= Requirement =
Wherever the word "Expiry" shows up in the data, report the line it sits in.

━━ Records to use

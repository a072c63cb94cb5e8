// ABOUTME: Session state, user reference, token claims and auth endpoint payloads
// ABOUTME: AuthState keeps is_logged_in consistent with the presence of token and user
//
// SPDX-License-Identifier: MIT OR Apache-2.0
// Copyright (c) 2025 LightRead

use base64::{engine::general_purpose::URL_SAFE_NO_PAD, Engine as _};
use chrono::{DateTime, Utc};
use serde::{Deserialize, Serialize};
use serde_json::{Map, Value};

use crate::errors::ClaimsError;

/// Signed-in user as stored under the `user` key
#[derive(Debug, Clone, PartialEq, Eq, Serialize, Deserialize)]
pub struct UserRef {
    /// Account email
    pub email: String,
    /// Account identifier, when the server provides one
    #[serde(default, skip_serializing_if = "Option::is_none")]
    pub id: Option<String>,
    /// Any other fields the server attached to the user object
    #[serde(flatten)]
    pub extra: Map<String, Value>,
}

impl UserRef {
    /// User reference with only an email
    #[must_use]
    pub fn with_email(email: impl Into<String>) -> Self {
        Self {
            email: email.into(),
            id: None,
            extra: Map::new(),
        }
    }
}

/// In-memory session state of the background process.
///
/// `is_logged_in` is derived: it is true exactly when both a token and a
/// user are present. Values arriving from other contexts are normalized on
/// deserialization so the invariant cannot be broken from outside.
#[derive(Debug, Clone, Default, PartialEq, Eq, Serialize, Deserialize)]
#[serde(from = "AuthStateRepr", into = "AuthStateRepr")]
pub struct AuthState {
    token: Option<String>,
    user: Option<UserRef>,
}

#[derive(Serialize, Deserialize)]
#[serde(rename_all = "camelCase")]
struct AuthStateRepr {
    #[serde(default)]
    is_logged_in: bool,
    #[serde(default)]
    token: Option<String>,
    #[serde(default)]
    user: Option<UserRef>,
}

impl From<AuthStateRepr> for AuthState {
    fn from(repr: AuthStateRepr) -> Self {
        // is_logged_in from the wire is advisory only
        Self::from_parts(repr.token, repr.user)
    }
}

impl From<AuthState> for AuthStateRepr {
    fn from(state: AuthState) -> Self {
        Self {
            is_logged_in: state.is_logged_in(),
            token: state.token,
            user: state.user,
        }
    }
}

impl AuthState {
    /// `{isLoggedIn: false, token: null, user: null}`
    #[must_use]
    pub const fn logged_out() -> Self {
        Self {
            token: None,
            user: None,
        }
    }

    /// Logged-in state for a token and user
    #[must_use]
    pub fn logged_in(token: impl Into<String>, user: UserRef) -> Self {
        Self {
            token: Some(token.into()),
            user: Some(user),
        }
    }

    /// Build from whatever the store returned; anything partial is logged out
    #[must_use]
    pub fn from_parts(token: Option<String>, user: Option<UserRef>) -> Self {
        match (token, user) {
            (Some(token), Some(user)) if !token.is_empty() => Self::logged_in(token, user),
            _ => Self::logged_out(),
        }
    }

    /// Whether both a token and a user are present
    #[must_use]
    pub const fn is_logged_in(&self) -> bool {
        self.token.is_some() && self.user.is_some()
    }

    /// Current bearer token
    #[must_use]
    pub fn token(&self) -> Option<&str> {
        self.token.as_deref()
    }

    /// Current user
    #[must_use]
    pub const fn user(&self) -> Option<&UserRef> {
        self.user.as_ref()
    }

    /// Same user with a replaced token; stays logged out if there was no user
    #[must_use]
    pub fn with_token(&self, token: impl Into<String>) -> Self {
        Self::from_parts(Some(token.into()), self.user.clone())
    }
}

/// Decoded payload of a session token. Derived on demand, never persisted.
#[derive(Debug, Clone, PartialEq, Eq, Serialize, Deserialize)]
pub struct TokenClaims {
    /// Expiry as a unix timestamp in seconds
    pub exp: i64,
    /// Subject (user id)
    #[serde(default, skip_serializing_if = "Option::is_none")]
    pub sub: Option<String>,
    /// Issued-at unix timestamp
    #[serde(default, skip_serializing_if = "Option::is_none")]
    pub iat: Option<i64>,
    /// Remaining claims
    #[serde(flatten)]
    pub extra: Map<String, Value>,
}

impl TokenClaims {
    /// Decode the middle segment of a `header.payload.signature` token.
    ///
    /// The signature is not verified; the server remains the authority. This
    /// only answers "should we refresh before using it".
    ///
    /// # Errors
    ///
    /// Returns `ClaimsError` when the token is not three segments, the payload
    /// is not base64url, or the payload is not a claims object with `exp`
    pub fn decode(token: &str) -> Result<Self, ClaimsError> {
        let segments: Vec<&str> = token.split('.').collect();
        let [_, payload, _] = segments.as_slice() else {
            return Err(ClaimsError::Malformed {
                segments: segments.len(),
            });
        };

        let bytes = URL_SAFE_NO_PAD
            .decode(payload.trim_end_matches('='))
            .map_err(|e| ClaimsError::Encoding(e.to_string()))?;

        serde_json::from_slice(&bytes).map_err(|e| ClaimsError::Payload(e.to_string()))
    }

    /// `exp <= now`
    #[must_use]
    pub const fn is_expired_at(&self, now_secs: i64) -> bool {
        self.exp <= now_secs
    }

    /// Expiry as a timestamp, if representable
    #[must_use]
    pub fn expires_at(&self) -> Option<DateTime<Utc>> {
        DateTime::from_timestamp(self.exp, 0)
    }
}

/// Body of `POST /auth/login`
#[derive(Debug, Clone, Serialize)]
pub struct LoginRequest {
    /// Account email
    pub email: String,
    /// Account password
    pub password: String,
}

/// Successful login
#[derive(Debug, Clone, Deserialize)]
pub struct LoginResponse {
    /// Fresh session token
    pub token: String,
    /// Signed-in user, when the server echoes it back
    #[serde(default)]
    pub user: Option<UserRef>,
}

/// Successful token refresh
#[derive(Debug, Clone, Deserialize)]
pub struct RefreshResponse {
    /// Replacement session token
    pub token: String,
    /// Subject of the new token
    #[serde(default)]
    pub user_id: Option<String>,
}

━━━━

= Written answer =
    /// Expiry as a unix timestamp in seconds
    /// Expiry as a timestamp, if representable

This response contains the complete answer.